(Saved data entries)
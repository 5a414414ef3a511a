//! The player interface.

use crate::core::{Action, Board, GameError, Team};

/// Something that picks actions for one team.
///
/// Players receive a read-only view of the board and answer with one
/// action. The game manager validates whatever comes back; an illegal answer
/// ends the game with an error naming the player.
pub trait Player {
    fn name(&self) -> &str;

    /// Choose the next action for `team`.
    ///
    /// `turn_start` is set on the first query of a team turn and
    /// `game_start` on the first query of the game.
    fn make_action(
        &mut self,
        board: &Board,
        team: Team,
        turn_start: bool,
        game_start: bool,
    ) -> Result<Action, GameError>;
}

impl<P: Player + ?Sized> Player for Box<P> {
    fn name(&self) -> &str {
        (**self).name()
    }

    fn make_action(
        &mut self,
        board: &Board,
        team: Team,
        turn_start: bool,
        game_start: bool,
    ) -> Result<Action, GameError> {
        (**self).make_action(board, team, turn_start, game_start)
    }
}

◆ About this exercise: Tally the lines in the records above that contain the word "name", and give only that number.

◆ Exercise result: 3